Lets start off with it cut and dry. A while ago I told myself I was going to get back on a good track and do better in life. I told myself if I got a Girlfriend, that I knew was the one I'd change. No questions asked. Well A girl did turn up in my life. Not kidding. She is diffrent then anyone else I've dated. We've gone further than we've ever gone with anyone else. Everything here is perfect. We know we won't leave eachother now. No questions asked, unless it's reasonable.

Well, When I told myself I'd change, I didn't. I did for the first week or so, But then I got over track. I might add I used to pray about this alot. I'd say that I'll do better just help me through, I know I can do better. But I haven't. I'm trying as hard as I can. I said that I won't do certain things.

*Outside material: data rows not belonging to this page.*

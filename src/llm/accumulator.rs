//! 工具调用参数重组
//!
//! 厂商把工具调用参数 JSON 分片推送（按 index 或内容块），在此按 index 累积，
//! 调用结束（内容块结束或流结束）时解析；解析失败退化为空对象，不让整轮失败。

use std::collections::BTreeMap;

use serde_json::{Map, Value};

use crate::memory::ToolCall;

#[derive(Debug, Default)]
struct PartialCall {
    id: String,
    name: String,
    arguments: String,
    /// 起始块自带的完整参数（Anthropic tool_use.input），没有分片时使用
    initial: Option<Value>,
}

impl PartialCall {
    fn into_call(self) -> ToolCall {
        let arguments = if self.arguments.trim().is_empty() {
            match self.initial {
                Some(v @ Value::Object(_)) => v,
                _ => Value::Object(Map::new()),
            }
        } else {
            parse_arguments(&self.arguments)
        };
        let id = if self.id.is_empty() {
            format!("call_{}", uuid::Uuid::new_v4().simple())
        } else {
            self.id
        };
        ToolCall {
            id,
            name: self.name,
            arguments,
        }
    }
}

/// 按 index 累积的工具调用
#[derive(Debug, Default)]
pub struct ToolCallAccumulator {
    open: BTreeMap<usize, PartialCall>,
    done: BTreeMap<usize, ToolCall>,
}

impl ToolCallAccumulator {
    pub fn new() -> Self {
        Self::default()
    }

    /// 内容块开始（Anthropic tool_use）
    pub fn begin(&mut self, index: usize, id: &str, name: &str, initial: Option<Value>) {
        let entry = self.open.entry(index).or_default();
        entry.id = id.to_string();
        entry.name = name.to_string();
        entry.initial = initial;
    }

    /// OpenAI 风格增量：id / name 只在首片出现，arguments 逐片拼接
    pub fn apply_delta(
        &mut self,
        index: usize,
        id: Option<&str>,
        name: Option<&str>,
        fragment: Option<&str>,
    ) {
        let entry = self.open.entry(index).or_default();
        if let Some(id) = id.filter(|s| !s.is_empty()) {
            if entry.id.is_empty() {
                entry.id = id.to_string();
            }
        }
        if let Some(name) = name.filter(|s| !s.is_empty()) {
            if entry.name.is_empty() {
                entry.name = name.to_string();
            }
        }
        if let Some(fragment) = fragment {
            entry.arguments.push_str(fragment);
        }
    }

    pub fn append(&mut self, index: usize, fragment: &str) {
        self.apply_delta(index, None, None, Some(fragment));
    }

    /// 没有 index 的厂商：按 id 找已有调用；不带 id 的分片续接最近打开的调用；否则分配新 index
    pub fn index_for_id(&self, id: Option<&str>) -> usize {
        match id.filter(|s| !s.is_empty()) {
            Some(id) => {
                if let Some((idx, _)) = self.open.iter().find(|(_, c)| c.id == id) {
                    return *idx;
                }
            }
            None => {
                if let Some(idx) = self.open.keys().next_back() {
                    return *idx;
                }
            }
        }
        self.next_index()
    }

    fn next_index(&self) -> usize {
        let open = self.open.keys().next_back().map(|i| i + 1).unwrap_or(0);
        let done = self.done.keys().next_back().map(|i| i + 1).unwrap_or(0);
        open.max(done)
    }

    /// 内容块结束：立即解析该调用
    pub fn complete(&mut self, index: usize) {
        if let Some(partial) = self.open.remove(&index) {
            self.done.insert(index, partial.into_call());
        }
    }

    pub fn is_empty(&self) -> bool {
        self.open.is_empty() && self.done.is_empty()
    }

    /// 流结束：收尾所有未结束的调用，按 index 排序返回
    pub fn finish(mut self) -> Vec<ToolCall> {
        let open: Vec<usize> = self.open.keys().copied().collect();
        for index in open {
            self.complete(index);
        }
        self.done.into_values().collect()
    }
}

/// 解析参数文本；非对象或解析失败时返回 `{}`
pub fn parse_arguments(raw: &str) -> Value {
    match serde_json::from_str::<Value>(raw) {
        Ok(v @ Value::Object(_)) => v,
        Ok(other) => {
            tracing::warn!(arguments = %other, "tool arguments are not an object, using {{}}");
            Value::Object(Map::new())
        }
        Err(e) => {
            tracing::warn!(error = %e, raw = %raw, "failed to parse tool arguments, using {{}}");
            Value::Object(Map::new())
        }
    }
}
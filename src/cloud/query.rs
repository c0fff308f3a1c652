//! 集合查询参数：分页、过滤条件、排序
//!
//! 条件是不透明的「字段 操作符 值」字符串，原样作为重复的 `q` 参数传递；客户端不做自动翻页。

use schemars::JsonSchema;
use serde::{Deserialize, Serialize};

/// 未指定 limit 时的单页大小
pub const DEFAULT_PAGE_SIZE: u32 = 100;

/// 排序方向
#[derive(Debug, Clone, Copy, PartialEq, Eq, Default, Serialize, Deserialize, JsonSchema)]
#[serde(rename_all = "lowercase")]
pub enum SortDirection {
    #[default]
    Asc,
    Desc,
}

/// 一次集合查询的参数
#[derive(Debug, Clone, Default, PartialEq)]
pub struct QueryParams {
    pub conditions: Vec<String>,
    pub limit: Option<u32>,
    pub offset: u32,
    pub sort_by: Option<String>,
    pub sort_direction: SortDirection,
}

impl QueryParams {
    pub fn new() -> Self {
        Self::default()
    }

    pub fn condition(mut self, cond: impl Into<String>) -> Self {
        self.conditions.push(cond.into());
        self
    }

    pub fn conditions<I, S>(mut self, conds: I) -> Self
    where
        I: IntoIterator<Item = S>,
        S: Into<String>,
    {
        self.conditions.extend(conds.into_iter().map(Into::into));
        self
    }

    pub fn limit(mut self, limit: u32) -> Self {
        self.limit = Some(limit);
        self
    }

    pub fn offset(mut self, offset: u32) -> Self {
        self.offset = offset;
        self
    }

    pub fn sort(mut self, field: impl Into<String>, direction: SortDirection) -> Self {
        self.sort_by = Some(field.into());
        self.sort_direction = direction;
        self
    }

    /// 转为 URL 查询对：limit、start、q（可重复）、sort（`+field` / `-field`）
    pub fn to_pairs(&self) -> Vec<(String, String)> {
        let mut pairs = vec![
            ("limit".to_string(), self.limit.unwrap_or(DEFAULT_PAGE_SIZE).to_string()),
            ("start".to_string(), self.offset.to_string()),
        ];
        for cond in &self.conditions {
            let cond = cond.trim();
            if !cond.is_empty() {
                pairs.push(("q".to_string(), cond.to_string()));
            }
        }
        if let Some(field) = self.sort_by.as_deref().map(str::trim).filter(|f| !f.is_empty()) {
            let sign = match self.sort_direction {
                SortDirection::Asc => '+',
                SortDirection::Desc => '-',
            };
            pairs.push(("sort".to_string(), format!("{sign}{field}")));
        }
        pairs
    }
}

#[cfg(test)]
mod tests {
    use super::*;

    #[test]
    fn test_default_page_size() {
        let pairs = QueryParams::new().to_pairs();
        assert_eq!(
            pairs,
            vec![
                ("limit".to_string(), "100".to_string()),
                ("start".to_string(), "0".to_string()),
            ]
        );
    }

    #[test]
    fn test_conditions_and_sort() {
        let pairs = QueryParams::new()
            .conditions(["state=Running", "  ", "name~=web%"])
            .limit(5)
            .offset(10)
            .sort("createDate", SortDirection::Desc)
            .to_pairs();
        let q: Vec<_> = pairs.iter().filter(|(k, _)| k == "q").map(|(_, v)| v.as_str()).collect();
        assert_eq!(q, vec!["state=Running", "name~=web%"]);
        assert!(pairs.contains(&("sort".to_string(), "-createDate".to_string())));
        assert!(pairs.contains(&("start".to_string(), "10".to_string())));
        assert!(pairs.contains(&("limit".to_string(), "5".to_string())));
    }
}
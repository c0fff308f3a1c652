//! 单次 chat 调用的终止状态与返回值

use serde::Serialize;

/// 取消时返回的固定文本
pub const STOPPED_BY_USER: &str = "Generation stopped by user.";

/// 终止状态；除 Done 外都是软停止，附带一句说明文本
#[derive(Clone, Copy, Debug, PartialEq, Eq, Serialize)]
#[serde(rename_all = "snake_case")]
pub enum ChatState {
    Done,
    Aborted,
    TimedOut,
    RoundLimitReached,
    /// 厂商错误结束了本轮
    Failed,
}

impl ChatState {
    pub fn is_soft_stop(&self) -> bool {
        !matches!(self, ChatState::Done)
    }
}

/// `chat()` 的结果：权威的最终文本
#[derive(Clone, Debug, PartialEq, Serialize)]
pub struct ChatOutcome {
    pub state: ChatState,
    pub text: String,
    /// 完成的工具轮数
    pub rounds: usize,
}

impl ChatOutcome {
    pub fn aborted(rounds: usize) -> Self {
        Self {
            state: ChatState::Aborted,
            text: STOPPED_BY_USER.to_string(),
            rounds,
        }
    }

    pub fn timed_out(rounds: usize, budget_secs: u64) -> Self {
        Self {
            state: ChatState::TimedOut,
            text: format!(
                "Stopped: this request took longer than {budget_secs}s. \
                 Try a narrower question or continue in a new message."
            ),
            rounds,
        }
    }

    pub fn round_limit(rounds: usize) -> Self {
        Self {
            state: ChatState::RoundLimitReached,
            text: format!(
                "Stopped after {rounds} tool rounds without reaching an answer. \
                 Try breaking the request into smaller steps."
            ),
            rounds,
        }
    }

    pub fn failed(rounds: usize, message: &str) -> Self {
        Self {
            state: ChatState::Failed,
            text: format!("The model provider returned an error: {message}"),
            rounds,
        }
    }
}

This is where paranoid comes in. When I say I won;t do a certain thing, and I DO do IT, It seems like it coming around kicking me every time! Uhh I hate IT! And everytime I don't do something I shouldn't do it's fine. Even if it's alone between myself! It feels like something is punishing me. I can't take it. It makes me reflect this on myself, I get mad and depressed and I think about dropping everything I've wanted. I don't want that. Things are getting better, I just want to know if this is any kind of illness or anything. Bear with me here becuase you might be able to help.

It seems like I'm not forcing myself enough, and if I don't force myself enough, I get a punishment, I hate it so much. It's taking me over. Help me someone if you only knew...I'm in dire need.

Please Reply I really need help.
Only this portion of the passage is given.